Walker Little

No. 72 – Jacksonville Jaguars
- Position: Offensive tackle
- Roster status: Active

Personal information
- Born: April 1, 1999 (age 27) Houston, Texas, U.S.
- Listed height: 6 ft 7 in (2.01 m)
- Listed weight: 325 lb (147 kg)

Career information
- High school: Episcopal (Bellaire, Texas)
- College: Stanford (2017−2020)
- NFL draft: 2021: 2nd round, 45th overall pick

Career history
- Jacksonville Jaguars (2021–present);

Awards and highlights
- First-team All-Pac-12 (2018); Pac-12 Co-Offensive Freshman of the Year (2017);

Career NFL statistics as of 2025
- Games played: 70
- Games started: 39
- Stats at Pro Football Reference

= Walker Little =

American football player (born 1999)

Walker Douglas Little (born April 1, 1999) is an American professional football offensive tackle for the Jacksonville Jaguars of the National Football League (NFL). He played college football for the Stanford Cardinal, and was selected by the Jaguars in the second round of the 2021 NFL draft.

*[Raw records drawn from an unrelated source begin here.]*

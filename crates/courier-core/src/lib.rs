//! # Courier Core
//!
//! Protocol types and request encoding for the courier bot library.
//!
//! ## Contents
//!
//! - **Errors**: [`ApiError`] and its parts ([`EncodingError`], [`TransportError`],
//!   [`RemoteError`]), plus [`DecodeError`] for inbound payloads
//! - **Envelopes**: [`ApiResponse`], the `{ok, result, description, error_code}`
//!   wrapper every method answers with
//! - **Encoding**: [`Params`] / [`FormValue`] turn request types into ordered
//!   [`FormFields`] for multipart bodies; `Serialize` covers JSON bodies
//! - **Files**: [`InputFile`] references (remote id, URL, local path, memory)
//! - **Updates**: [`Update`] with a tagged [`UpdateKind`]
//! - **Entities** in [`types`] and request types in [`api`]
//! - **Configuration**: [`ClientConfig`]
//!
//! ## Defining a request
//!
//! ```rust
//! use courier_core::{ApiMethod, InputFile, Params};
//! use courier_core::types::{ChatId, Message};
//! use serde::Serialize;
//!
//! #[derive(Serialize, Params)]
//! struct SendVoice {
//!     chat_id: ChatId,
//!     voice: InputFile,
//!     #[serde(skip_serializing_if = "Option::is_none")]
//!     caption: Option<String>,
//! }
//!
//! impl ApiMethod for SendVoice {
//!     const NAME: &'static str = "sendVoice";
//!     type Output = Message;
//! }
//!
//! let request = SendVoice {
//!     chat_id: ChatId::Id(1),
//!     voice: InputFile::parse("file:///tmp/hello.ogg"),
//!     caption: None,
//! };
//! assert!(request.form_fields().unwrap().has_uploads());
//! ```

extern crate self as courier_core;

pub mod api;
pub mod config;
pub mod error;
pub mod input_file;
pub mod params;
pub mod response;
pub mod types;
pub mod update;

pub use api::ApiMethod;
pub use config::ClientConfig;
pub use error::{
    ApiError, ApiResult, DecodeError, EncodingError, EncodingResult, RemoteError,
    TransportError, TransportResult,
};
pub use input_file::InputFile;
pub use params::{FieldValue, FormFields, FormValue, Params};
pub use response::{ApiResponse, ResponseParameters};
pub use update::{Update, UpdateKind};

/// Derives [`Params`] from a struct's serde attributes.
pub use courier_macros::Params;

==Early life and college==
Little was born in Houston, Texas, on April 1, 1999. He played high school football as an offensive tackle at Episcopal in Bellaire, Texas, where he was a consensus five-star prospect. He was recruited by over 30 colleges before committing to Stanford University in 2017 to play college football for the Cardinal. He was the first true freshman to start at left tackle for Stanford since Kirk Chambers in 2000 and was named the co-recipient of the Pac-12 Freshman Offensive Player of the Year award. He started every game in 2018 and earned All-Pac-12 first-team honors. The following year Little suffered a knee injury (torn MPFL) against Northwestern and missed the rest of the 2019 season. He decided to return to Stanford for 2020 but later opted out due to the COVID-19 pandemic.

==Professional career==

Little was selected by the Jacksonville Jaguars in the second round (45th overall) of the 2021 NFL draft. Jacksonville previously obtained the second round pick after trading Yannick Ngakoue to the Minnesota Vikings. Little signed his four-year rookie contract with Jacksonville on July 20, 2021. As a rookie, he appeared in nine games and started three. In the 2022 season, he appeared in all 17 games and started three.

Pre-draft measurables
| Height | Weight | Arm length | Hand span | Wingspan | 40-yard dash | 10-yard split | 20-yard split | 20-yard shuttle | Three-cone drill | Vertical jump | Broad jump | Bench press |
| 6 ft 7+3⁄8 in (2.02 m) | 313 lb (142 kg) | 33+3⁄4 in (0.86 m) | 10+1⁄8 in (0.26 m) | 6 ft 9+3⁄4 in (2.08 m) | 5.27 s | 1.82 s | 3.05 s | 4.59 s | 7.44 s | 29.5 in (0.75 m) | 9 ft 3 in (2.82 m) | 24 reps |
All values from Pro Day

==Personal life==
Little's grandfather Gene Little played college football at Rice and was selected by the New York Giants in the 18th round of the 1952 NFL draft, while his uncle Jack Little played college football at Texas A&M and was selected in the fifth round of the 1953 NFL draft by the Baltimore Colts.